Action item: All lines holding the word "super" should be located in the records and copied.

Exercise materials:
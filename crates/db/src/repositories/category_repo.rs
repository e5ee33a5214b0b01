//! Repository for the `categories` table.
//!
//! Reads come in two flavours: the plain row (`find_by_id`, `list`) and the
//! populated form (`find_with_products`, `list_with_products`) which resolves
//! the products that reference each category.

use std::collections::HashMap;

use catalog_core::types::DbId;
use sqlx::PgPool;

use crate::models::category::{Category, CategoryWithProducts, CreateCategory, UpdateCategory};
use crate::models::product::Product;
use crate::repositories::ProductRepo;

/// Column list shared across queries to avoid repetition.
const COLUMNS: &str = "id, name, description, is_active, created_at, updated_at";

/// Provides CRUD operations for categories.
pub struct CategoryRepo;

impl CategoryRepo {
    /// Insert a new category, returning the created row.
    pub async fn create(pool: &PgPool, input: &CreateCategory) -> Result<Category, sqlx::Error> {
        let query = format!(
            "INSERT INTO categories (name, description, is_active) \
             VALUES ($1, $2, COALESCE($3, true)) \
             RETURNING {COLUMNS}"
        );
        sqlx::query_as::<_, Category>(&query)
            .bind(&input.name)
            .bind(&input.description)
            .bind(input.is_active)
            .fetch_one(pool)
            .await
    }

    /// Find a category by its ID.
    pub async fn find_by_id(pool: &PgPool, id: DbId) -> Result<Option<Category>, sqlx::Error> {
        let query = format!("SELECT {COLUMNS} FROM categories WHERE id = $1");
        sqlx::query_as::<_, Category>(&query)
            .bind(id)
            .fetch_optional(pool)
            .await
    }

    /// List all categories, active or not, in insertion order.
    pub async fn list(pool: &PgPool) -> Result<Vec<Category>, sqlx::Error> {
        let query = format!("SELECT {COLUMNS} FROM categories ORDER BY id");
        sqlx::query_as::<_, Category>(&query).fetch_all(pool).await
    }

    /// Find a category and populate its products.
    pub async fn find_with_products(
        pool: &PgPool,
        id: DbId,
    ) -> Result<Option<CategoryWithProducts>, sqlx::Error> {
        let Some(category) = Self::find_by_id(pool, id).await? else {
            return Ok(None);
        };
        let products = ProductRepo::list_by_category(pool, category.id).await?;
        Ok(Some(CategoryWithProducts { category, products }))
    }

    /// List all categories with their products populated.
    ///
    /// Issues two queries regardless of the number of categories.
    pub async fn list_with_products(
        pool: &PgPool,
    ) -> Result<Vec<CategoryWithProducts>, sqlx::Error> {
        let categories = Self::list(pool).await?;
        let ids: Vec<DbId> = categories.iter().map(|c| c.id).collect();
        let products = ProductRepo::list_by_categories(pool, &ids).await?;
        Ok(attach_products(categories, products))
    }

    /// Update a category. Only non-`None` fields are applied; an explicit
    /// `Some(None)` description clears the column.
    ///
    /// Returns `None` if no row with the given `id` exists.
    pub async fn update(
        pool: &PgPool,
        id: DbId,
        input: &UpdateCategory,
    ) -> Result<Option<Category>, sqlx::Error> {
        let description_provided = input.description.is_some();
        let description = input.description.as_ref().and_then(|d| d.as_deref());

        let query = format!(
            "UPDATE categories SET \
                name        = COALESCE($2, name), \
                description = CASE WHEN $3 THEN $4 ELSE description END, \
                is_active   = COALESCE($5, is_active) \
             WHERE id = $1 \
             RETURNING {COLUMNS}"
        );
        sqlx::query_as::<_, Category>(&query)
            .bind(id)
            .bind(&input.name)
            .bind(description_provided)
            .bind(description)
            .bind(input.is_active)
            .fetch_optional(pool)
            .await
    }

    /// Set the `is_active` flag, returning the updated row.
    ///
    /// Returns `None` if no row with the given `id` exists.
    pub async fn set_active(
        pool: &PgPool,
        id: DbId,
        is_active: bool,
    ) -> Result<Option<Category>, sqlx::Error> {
        let query =
            format!("UPDATE categories SET is_active = $2 WHERE id = $1 RETURNING {COLUMNS}");
        sqlx::query_as::<_, Category>(&query)
            .bind(id)
            .bind(is_active)
            .fetch_optional(pool)
            .await
    }

    /// Permanently delete a category. Returns `true` if a row was removed.
    ///
    /// Products that referenced the category are kept; their `category_id`
    /// is cleared by the `ON DELETE SET NULL` rule.
    pub async fn delete(pool: &PgPool, id: DbId) -> Result<bool, sqlx::Error> {
        let result = sqlx::query("DELETE FROM categories WHERE id = $1")
            .bind(id)
            .execute(pool)
            .await?;
        Ok(result.rows_affected() > 0)
    }
}

/// Group products under their owning category, preserving category order.
fn attach_products(
    categories: Vec<Category>,
    products: Vec<Product>,
) -> Vec<CategoryWithProducts> {
    let mut by_category: HashMap<DbId, Vec<Product>> = HashMap::new();
    for product in products {
        if let Some(category_id) = product.category_id {
            by_category.entry(category_id).or_default().push(product);
        }
    }

    categories
        .into_iter()
        .map(|category| {
            let products = by_category.remove(&category.id).unwrap_or_default();
            CategoryWithProducts { category, products }
        })
        .collect()
}

#[cfg(test)]
mod tests {
    use chrono::Utc;

    use super::*;

    fn category(id: DbId) -> Category {
        Category {
            id,
            name: format!("Category {id}"),
            description: None,
            is_active: true,
            created_at: Utc::now(),
            updated_at: Utc::now(),
        }
    }

    fn product(id: DbId, category_id: Option<DbId>) -> Product {
        Product {
            id,
            name: format!("Product {id}"),
            description: None,
            price: 1.0,
            stock: 1,
            category_id,
            is_active: true,
            created_at: Utc::now(),
            updated_at: Utc::now(),
        }
    }

    #[test]
    fn products_grouped_under_owning_category() {
        let result = attach_products(
            vec![category(1), category(2)],
            vec![product(10, Some(1)), product(11, Some(2)), product(12, Some(1))],
        );

        assert_eq!(result.len(), 2);
        let first: Vec<DbId> = result[0].products.iter().map(|p| p.id).collect();
        let second: Vec<DbId> = result[1].products.iter().map(|p| p.id).collect();
        assert_eq!(first, vec![10, 12]);
        assert_eq!(second, vec![11]);
    }

    #[test]
    fn category_without_products_gets_empty_list() {
        let result = attach_products(vec![category(1)], vec![product(10, Some(7))]);
        assert!(result[0].products.is_empty());
    }

    #[test]
    fn category_order_preserved() {
        let result = attach_products(vec![category(3), category(1), category(2)], vec![]);
        let ids: Vec<DbId> = result.iter().map(|c| c.category.id).collect();
        assert_eq!(ids, vec![3, 1, 2]);
    }

    #[test]
    fn unlinked_products_dropped() {
        let result = attach_products(vec![category(1)], vec![product(10, None)]);
        assert!(result[0].products.is_empty());
    }
}
//! Category entity model and DTOs.
//!
//! A category owns zero or more products through `products.category_id`.
//! Reads return [`CategoryWithProducts`], the category with that relation
//! resolved.

use catalog_core::types::{DbId, Timestamp};
use serde::{Deserialize, Serialize};
use sqlx::FromRow;

use super::product::Product;

/// A row from the `categories` table.
#[derive(Debug, Clone, PartialEq, FromRow, Serialize)]
#[serde(rename_all = "camelCase")]
pub struct Category {
    pub id: DbId,
    pub name: String,
    pub description: Option<String>,
    pub is_active: bool,
    pub created_at: Timestamp,
    pub updated_at: Timestamp,
}

/// A category together with the products that reference it.
#[derive(Debug, Clone, Serialize)]
pub struct CategoryWithProducts {
    #[serde(flatten)]
    pub category: Category,
    pub products: Vec<Product>,
}

/// DTO for creating a new category.
#[derive(Debug, Clone, Deserialize)]
#[serde(rename_all = "camelCase")]
pub struct CreateCategory {
    pub name: String,
    pub description: Option<String>,
    pub is_active: Option<bool>,
}

/// DTO for updating an existing category. Absent fields are left untouched;
/// `description` is cleared by an explicit `null`.
#[derive(Debug, Clone, Default, Deserialize)]
#[serde(rename_all = "camelCase")]
pub struct UpdateCategory {
    pub name: Option<String>,
    #[serde(default, deserialize_with = "super::nullable")]
    pub description: Option<Option<String>>,
    pub is_active: Option<bool>,
}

Response box:
    use super::*;
use super::product::Product;
    #[serde(default, deserialize_with = "super::nullable")]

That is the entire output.